## What is needed
Find every line in the records below that holds the word "needs", and copy it out.
───── Dataset entries ─────
//! Window actor loop

use std::io;
use std::sync::Arc;
use std::thread::{self, JoinHandle};
use std::time::Duration;

use super::state::{WindowShared, WindowState};
use crate::backend::{Backend, Surface, Wake, WakeMarker};
use crate::driver::Registry;
use crate::foundation::Liveness;
use crate::impulse::{Context, Impulsable};
use crate::sync::{Synchro, SynchroToken};

/// Actor-thread state every frame advance runs against
pub(crate) struct Head {
    surface: Box<dyn Surface>,
    impulsable: Option<Box<dyn Impulsable>>,
    label: String,
}

impl Head {
    pub(crate) fn new(surface: Box<dyn Surface>, label: &str) -> Self {
        Self {
            surface,
            impulsable: None,
            label: label.to_string(),
        }
    }

    /// Install the per-frame behavior; the first one wins
    pub(crate) fn attach(&mut self, mut impulsable: Box<dyn Impulsable>) -> bool {
        if self.impulsable.is_some() {
            log::warn!("window {} already has an impulsable, ignoring", self.label);
            return false;
        }
        log::debug!("window {} provided an impulsable", self.label);
        impulsable.initialize();
        self.impulsable = Some(impulsable);
        true
    }

    /// Run one frame and present it; without a behavior this is a no-op
    pub(crate) fn advance(&mut self, ctx: &Context) -> bool {
        let Some(impulsable) = self.impulsable.as_mut() else {
            return false;
        };
        impulsable.impulse(ctx);
        self.surface.swap_buffers();
        true
    }

    fn shutdown(&mut self) {
        if let Some(mut impulsable) = self.impulsable.take() {
            impulsable.cleanup();
        }
        self.surface.release();
    }
}

pub(crate) struct Actor<B: Backend> {
    pub(crate) shared: Arc<WindowShared<B::Event>>,
    pub(crate) head: Head,
    pub(crate) token: SynchroToken<Head>,
    pub(crate) driver: Synchro<B>,
    pub(crate) waker: Arc<dyn Wake>,
    pub(crate) registry: Registry<B::Event>,
    pub(crate) liveness: Liveness,
    pub(crate) idle_cap: Duration,
}

impl<B: Backend> Actor<B> {
    /// Start the actor on its own thread
    pub(crate) fn spawn(self) -> io::Result<JoinHandle<()>> {
        thread::Builder::new()
            .name(format!("hydra-window-{}", self.shared.id()))
            .spawn(move || self.run())
    }

    fn run(self) {
        let Self {
            shared,
            mut head,
            token,
            driver,
            waker,
            registry,
            liveness,
            idle_cap,
        } = self;
        let mut engager = token.bind();

        match head.surface.make_current() {
            Ok(info) => {
                log::info!("window {} initialized with {info}", shared.label());
                shared.transition(WindowState::Initialized);
                shared.transition(WindowState::Running);
            }
            Err(err) => {
                log::error!("window {} cannot start: {err}", shared.label());
                shared.stop();
            }
        }

        // The exclusion lock is held only while work runs, never while idle.
        while liveness.is_alive() && shared.is_alive() && !head.surface.should_close() {
            if engager.ready_timeout(idle_cap) {
                let _exclusive = shared.exclusion();
                engager.engage_once(&mut head);
            }
        }

        shared.stop();
        shared.transition(WindowState::Stopping);
        head.shutdown();

        // Frames still queued are abandoned; their senders get an error.
        drop(engager);
        drop(head);

        request_destroy(&shared, &driver, waker.as_ref(), &registry);
    }
}

/// Hand native destruction to the driver thread without waiting for it
///
/// Registry removal happens on the driver thread right after the native
/// destroy, so a registered window is always one that still exists.
pub(crate) fn request_destroy<B: Backend>(
    shared: &Arc<WindowShared<B::Event>>,
    driver: &Synchro<B>,
    waker: &dyn Wake,
    registry: &Registry<B::Event>,
) {
    let marker = WakeMarker {
        window: shared.id(),
        native: shared.native(),
    };
    let window = Arc::clone(shared);
    let entries = registry.clone();

    let posted = driver.post(move |backend: &mut B| {
        backend.destroy_window(window.native());
        entries.remove(window.id());
        window.transition(WindowState::Destroyed);
        log::info!("window {} cleaned up", window.label());
    });

    match posted {
        Ok(()) => waker.wake(Some(marker)),
        Err(_) => {
            log::warn!("window {}: backend already stopped, skipping native destroy", shared.label());
            registry.remove(shared.id());
            shared.transition(WindowState::Destroyed);
        }
    }
}
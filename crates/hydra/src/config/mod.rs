//! Driver and engine configuration
//!
//! [`HydraConfig`] loads from `.toml` or `.ron` files; every field has a
//! default, so a file only needs the values it changes.

use std::time::Duration;

use serde::{Deserialize, Serialize};

use crate::foundation::Size;

/// Settings that round-trip through a file, picking the format by extension
pub trait Config: Serialize + for<'de> Deserialize<'de> + Default {
    /// Read settings from a `.toml` or `.ron` file
    fn load_from_file(path: &str) -> Result<Self, ConfigError> {
        let toml = path.ends_with(".toml");
        if !toml && !path.ends_with(".ron") {
            return Err(ConfigError::UnsupportedFormat(path.to_string()));
        }
        let contents = std::fs::read_to_string(path).map_err(ConfigError::Io)?;

        if toml {
            toml::from_str(&contents).map_err(|e| ConfigError::Parse(e.to_string()))
        } else {
            ron::from_str(&contents).map_err(|e| ConfigError::Parse(e.to_string()))
        }
    }

    /// Write settings to a `.toml` or `.ron` file
    fn save_to_file(&self, path: &str) -> Result<(), ConfigError> {
        let contents = if path.ends_with(".toml") {
            toml::to_string_pretty(self).map_err(|e| ConfigError::Serialize(e.to_string()))?
        } else if path.ends_with(".ron") {
            ron::ser::to_string_pretty(self, ron::ser::PrettyConfig::default())
                .map_err(|e| ConfigError::Serialize(e.to_string()))?
        } else {
            return Err(ConfigError::UnsupportedFormat(path.to_string()));
        };

        std::fs::write(path, contents).map_err(ConfigError::Io)
    }
}

/// Failures reading or writing a config file
#[derive(thiserror::Error, Debug)]
pub enum ConfigError {
    /// The file could not be read or written
    #[error("config file: {0}")]
    Io(#[from] std::io::Error),

    /// The file contents are not valid settings
    #[error("invalid config: {0}")]
    Parse(String),

    /// The settings could not be encoded
    #[error("could not encode config: {0}")]
    Serialize(String),

    /// The extension is neither `.toml` nor `.ron`
    #[error("config file {0}: unsupported format, expected .toml or .ron")]
    UnsupportedFormat(String),
}

/// Requested graphics context version
///
/// With `core` unset the context is created as OpenGL ES with any profile,
/// which is what EGL-backed drivers hand out most reliably.
#[derive(Debug, Clone, Copy, PartialEq, Eq, Serialize, Deserialize)]
pub struct GlVersion {
    /// Major version
    pub major: u32,
    /// Minor version
    pub minor: u32,
    /// Request a desktop core profile instead of GLES
    pub core: bool,
}

impl Default for GlVersion {
    fn default() -> Self {
        Self {
            major: 3,
            minor: 1,
            core: false,
        }
    }
}

/// Runtime configuration for the driver loop, window actors and the impulse engine
#[derive(Debug, Clone, PartialEq, Eq, Serialize, Deserialize)]
#[serde(default)]
pub struct HydraConfig {
    /// Context creation parameters installed when the backend starts
    pub gl: GlVersion,

    /// Size used for windows created without one (and for fullscreen requests)
    pub default_size: Size,

    /// Longest an owner loop waits for work before re-checking its liveness flags
    pub idle_cap_ms: u64,

    /// Pause granted to the backend after the last window closes
    pub no_windows_grace_ms: u64,

    /// Upper bound on how long a stopping driver waits for windows to finish destruction
    pub drain_timeout_ms: u64,

    /// Stop every window when Escape is pressed in any of them
    pub quit_on_escape: bool,

    /// Beat frequency of the impulse engine
    pub frequency_hz: u32,
}

impl Default for HydraConfig {
    fn default() -> Self {
        Self {
            gl: GlVersion::default(),
            default_size: Size::default(),
            idle_cap_ms: 1,
            no_windows_grace_ms: 1000,
            drain_timeout_ms: 2000,
            quit_on_escape: true,
            frequency_hz: 60,
        }
    }
}

impl Config for HydraConfig {}

impl HydraConfig {
    /// Idle cap as a duration
    pub const fn idle_cap(&self) -> Duration {
        Duration::from_millis(self.idle_cap_ms)
    }

    /// Shutdown grace period as a duration
    pub const fn no_windows_grace(&self) -> Duration {
        Duration::from_millis(self.no_windows_grace_ms)
    }

    /// Drain timeout as a duration
    pub const fn drain_timeout(&self) -> Duration {
        Duration::from_millis(self.drain_timeout_ms)
    }

    /// Beat period of the impulse engine
    pub fn beat_period(&self) -> Duration {
        Duration::from_secs_f64(1.0 / f64::from(self.frequency_hz.max(1)))
    }
}

#[cfg(test)]
mod tests {
    use super::*;

    #[test]
    fn test_defaults_match_documented_values() {
        let config = HydraConfig::default();
        assert_eq!(config.default_size, Size::new(640, 480));
        assert_eq!(config.gl, GlVersion { major: 3, minor: 1, core: false });
        assert_eq!(config.idle_cap(), Duration::from_millis(1));
        assert_eq!(config.no_windows_grace(), Duration::from_secs(1));
    }

    #[test]
    fn test_partial_toml_falls_back_to_defaults() {
        let config: HydraConfig = toml::from_str(
            r#"
            idle_cap_ms = 4
            [default_size]
            width = 800
            height = 600
            "#,
        )
        .unwrap();

        assert_eq!(config.idle_cap_ms, 4);
        assert_eq!(config.default_size, Size::new(800, 600));
        assert_eq!(config.gl, GlVersion::default());
        assert!(config.quit_on_escape);
    }

    #[test]
    fn test_save_and_load_ron() {
        let path = std::env::temp_dir().join(format!("hydra-config-{}.ron", std::process::id()));
        let path = path.to_str().unwrap();

        let mut config = HydraConfig::default();
        config.gl.core = true;
        config.frequency_hz = 144;
        config.save_to_file(path).unwrap();

        let loaded = HydraConfig::load_from_file(path).unwrap();
        std::fs::remove_file(path).unwrap();
        assert_eq!(loaded, config);
    }

    #[test]
    fn test_unknown_extension_is_rejected() {
        let err = HydraConfig::load_from_file("hydra.yaml").unwrap_err();
        assert!(matches!(err, ConfigError::UnsupportedFormat(_)));
        assert_eq!(
            err.to_string(),
            "config file hydra.yaml: unsupported format, expected .toml or .ron"
        );
    }

    #[test]
    fn test_beat_period_never_divides_by_zero() {
        let config = HydraConfig {
            frequency_hz: 0,
            ..HydraConfig::default()
        };
        assert_eq!(config.beat_period(), Duration::from_secs(1));
    }
}
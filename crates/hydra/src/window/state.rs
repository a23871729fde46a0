//! Window lifecycle state shared between the actor, the driver and handles

use std::sync::atomic::{AtomicBool, AtomicU64, Ordering};
use std::sync::{Arc, Condvar, Mutex, MutexGuard};
use std::time::{Duration, Instant};

use super::actor::Head;
use crate::backend::NativeId;
use crate::impulse::{Context, Impulsable};
use crate::sync::{lock, Synchro, SynchroError};

/// Process-unique window identity; never reused while the process runs
pub type WindowId = u64;

/// Raw-event callback attached to a window; runs on the driver thread
pub type EventHandler<E> = Box<dyn FnMut(&E) + Send>;

/// Window lifecycle states, in the only order they can occur
#[derive(Debug, Clone, Copy, PartialEq, Eq, PartialOrd, Ord, Hash)]
pub enum WindowState {
    /// Native window exists and is registered; actor thread starting
    Created,
    /// Rendering context is current on the actor thread
    Initialized,
    /// Actor loop is engaging frames
    Running,
    /// Actor loop has exited; cleanup and destruction are underway
    Stopping,
    /// Native window destroyed and removed from the registry
    Destroyed,
}

pub(crate) struct WindowShared<E> {
    id: WindowId,
    native: NativeId,
    title: String,
    label: String,
    alive: Arc<AtomicBool>,
    state: Mutex<WindowState>,
    changed: Condvar,
    frames: AtomicU64,
    exclusion: Mutex<()>,
    handler: Mutex<Option<EventHandler<E>>>,
    handler_epoch: AtomicU64,
    synchro: Synchro<Head>,
}

impl<E> WindowShared<E> {
    pub(crate) fn new(id: WindowId, native: NativeId, title: String, synchro: Synchro<Head>) -> Self {
        Self {
            id,
            native,
            title,
            label: format!("[{native}.{id}]"),
            alive: Arc::new(AtomicBool::new(true)),
            state: Mutex::new(WindowState::Created),
            changed: Condvar::new(),
            frames: AtomicU64::new(0),
            exclusion: Mutex::new(()),
            handler: Mutex::new(None),
            handler_epoch: AtomicU64::new(0),
            synchro,
        }
    }

    pub(crate) const fn id(&self) -> WindowId {
        self.id
    }

    pub(crate) const fn native(&self) -> NativeId {
        self.native
    }

    pub(crate) fn title(&self) -> &str {
        &self.title
    }

    /// `[native.id]`, the form every log line uses
    pub(crate) fn label(&self) -> &str {
        &self.label
    }

    pub(crate) fn alive_flag(&self) -> Arc<AtomicBool> {
        Arc::clone(&self.alive)
    }

    pub(crate) fn is_alive(&self) -> bool {
        self.alive.load(Ordering::Acquire)
    }

    /// Flip the liveness flag; the actor notices at its next iteration
    pub(crate) fn stop(&self) {
        if self.alive.swap(false, Ordering::AcqRel) {
            log::debug!("window {} stopping", self.label);
        }
    }

    /// Queue a no-op so an idle actor loop cycles promptly
    pub(crate) fn nudge(&self) {
        if self.synchro.post(|_: &mut Head| {}).is_err() {
            log::trace!("window {} already exited", self.label);
        }
    }

    pub(crate) fn state(&self) -> WindowState {
        *lock(&self.state)
    }

    /// Move forward to `next`; backward moves are ignored
    pub(crate) fn transition(&self, next: WindowState) {
        let mut state = lock(&self.state);
        if next > *state {
            log::debug!("window {} {:?} -> {:?}", self.label, *state, next);
            *state = next;
            self.changed.notify_all();
        }
    }

    /// Block until the state reaches `target` or the timeout passes
    pub(crate) fn wait_for(&self, target: WindowState, timeout: Duration) -> bool {
        let deadline = Instant::now() + timeout;
        let mut state = lock(&self.state);
        while *state < target {
            let remaining = deadline.saturating_duration_since(Instant::now());
            if remaining.is_zero() {
                return false;
            }
            state = match self.changed.wait_timeout(state, remaining) {
                Ok((guard, _)) => guard,
                Err(poisoned) => poisoned.into_inner().0,
            };
        }
        true
    }

    pub(crate) fn frames(&self) -> u64 {
        self.frames.load(Ordering::Acquire)
    }

    pub(crate) fn exclusion(&self) -> MutexGuard<'_, ()> {
        lock(&self.exclusion)
    }

    pub(crate) fn set_handler(&self, handler: Option<EventHandler<E>>) {
        let mut slot = lock(&self.handler);
        self.handler_epoch.fetch_add(1, Ordering::AcqRel);
        *slot = handler;
    }

    /// Deliver a raw event to the attached handler, if any
    ///
    /// The handler runs with the slot unlocked, so it may replace or clear
    /// itself. It goes back only if nothing was installed while it ran.
    pub(crate) fn dispatch(&self, event: &E) {
        let (taken, epoch) = {
            let mut slot = lock(&self.handler);
            (slot.take(), self.handler_epoch.load(Ordering::Acquire))
        };
        let Some(mut handler) = taken else {
            return;
        };
        handler(event);

        let mut slot = lock(&self.handler);
        if slot.is_none() && self.handler_epoch.load(Ordering::Acquire) == epoch {
            *slot = Some(handler);
        }
    }

    pub(crate) fn attach(&self, impulsable: Box<dyn Impulsable>) -> Result<bool, SynchroError> {
        self.synchro.send(move |head: &mut Head| head.attach(impulsable))
    }

    /// Submit one frame advance and wait for it; returns whether a frame was drawn
    pub(crate) fn advance(&self, ctx: Context) -> Result<bool, SynchroError> {
        let drawn = self.synchro.send(move |head: &mut Head| head.advance(&ctx))?;
        if drawn {
            self.frames.fetch_add(1, Ordering::AcqRel);
        }
        Ok(drawn)
    }
}
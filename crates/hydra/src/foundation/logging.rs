//! Logging utilities and structured logging support

pub use log::{debug, error, info, trace, warn};

/// Initialize the logging system
///
/// Honors `RUST_LOG`; defaults to `info` when unset. Calling this more than
/// once is harmless.
pub fn init() {
    let env = env_logger::Env::default().default_filter_or("info");
    if env_logger::Builder::from_env(env).try_init().is_err() {
        log::debug!("logger already initialized");
    }
}
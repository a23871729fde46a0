//! High-level window handle for applications
//!
//! A [`WindowHandle`] is a cheap, cloneable reference to a window actor. It
//! never touches the native window itself: everything that needs the
//! rendering context is marshaled onto the actor thread.

use std::fmt;
use std::sync::{Arc, MutexGuard};
use std::time::Duration;

use super::state::{WindowShared, WindowState};
use super::WindowId;
use crate::backend::{Backend, NativeId};
use crate::impulse::{Context, Impulsable, SystemHandle};
use crate::sync::SynchroError;

/// Application-facing reference to a window actor
pub struct WindowHandle<B: Backend> {
    shared: Arc<WindowShared<B::Event>>,
    system: Option<SystemHandle>,
}

impl<B: Backend> Clone for WindowHandle<B> {
    fn clone(&self) -> Self {
        Self {
            shared: Arc::clone(&self.shared),
            system: self.system.clone(),
        }
    }
}

impl<B: Backend> fmt::Debug for WindowHandle<B> {
    fn fmt(&self, f: &mut fmt::Formatter<'_>) -> fmt::Result {
        f.debug_struct("WindowHandle")
            .field("id", &self.shared.id())
            .field("native", &self.shared.native())
            .field("state", &self.shared.state())
            .finish_non_exhaustive()
    }
}

impl<B: Backend> WindowHandle<B> {
    pub(crate) const fn new(shared: Arc<WindowShared<B::Event>>, system: Option<SystemHandle>) -> Self {
        Self { shared, system }
    }

    /// Process-unique window id (the registry key)
    pub fn id(&self) -> WindowId {
        self.shared.id()
    }

    /// Backend-assigned window id
    pub fn native_id(&self) -> NativeId {
        self.shared.native()
    }

    /// Title the window was created with
    pub fn title(&self) -> &str {
        self.shared.title()
    }

    /// Current lifecycle state
    pub fn state(&self) -> WindowState {
        self.shared.state()
    }

    /// Whether the actor has not been asked to stop
    pub fn is_alive(&self) -> bool {
        self.shared.is_alive()
    }

    /// Ask the actor to stop; it cleans up and destroys the window on its own
    pub fn stop(&self) {
        self.shared.stop();
        self.shared.nudge();
    }

    /// Frame-scheduling system registered for this window
    pub const fn system(&self) -> Option<&SystemHandle> {
        self.system.as_ref()
    }

    /// Attach the per-frame behavior
    ///
    /// `initialize()` runs on the actor thread before this returns. Only the
    /// first behavior is kept; later calls return `Ok(false)`.
    pub fn set_impulsable<I: Impulsable>(&self, impulsable: I) -> Result<bool, SynchroError> {
        self.shared.attach(Box::new(impulsable))
    }

    /// Advance one frame on the actor thread and wait for it
    ///
    /// Returns `Ok(false)` when no behavior is attached yet; nothing is drawn
    /// or swapped in that case.
    pub fn impulse(&self, ctx: &Context) -> Result<bool, SynchroError> {
        self.shared.advance(*ctx)
    }

    /// Receive every raw backend event, replacing any previous handler
    ///
    /// The handler runs on the driver thread between event polls. It must not
    /// block: while it runs no window of this driver is created or destroyed
    /// and no native event is pumped. It may call [`on_event`](Self::on_event)
    /// or [`clear_event_handler`](Self::clear_event_handler) on its own window.
    pub fn on_event<F>(&self, handler: F)
    where
        F: FnMut(&B::Event) + Send + 'static,
    {
        self.shared.set_handler(Some(Box::new(handler)));
    }

    /// Detach the event handler
    pub fn clear_event_handler(&self) {
        self.shared.set_handler(None);
    }

    /// Hold the actor's exclusion lock; no frame runs while the guard lives
    ///
    /// Must not be called from inside a frame of the same window.
    pub fn lock(&self) -> MutexGuard<'_, ()> {
        self.shared.exclusion()
    }

    /// Frames drawn so far
    pub fn frames(&self) -> u64 {
        self.shared.frames()
    }

    /// Block until the window reaches `state` (or a later one)
    pub fn wait_for(&self, state: WindowState, timeout: Duration) -> bool {
        self.shared.wait_for(state, timeout)
    }
}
─────
## Expected answer
//! default, so a file only needs the values it changes.
//! never touches the native window itself: everything that needs the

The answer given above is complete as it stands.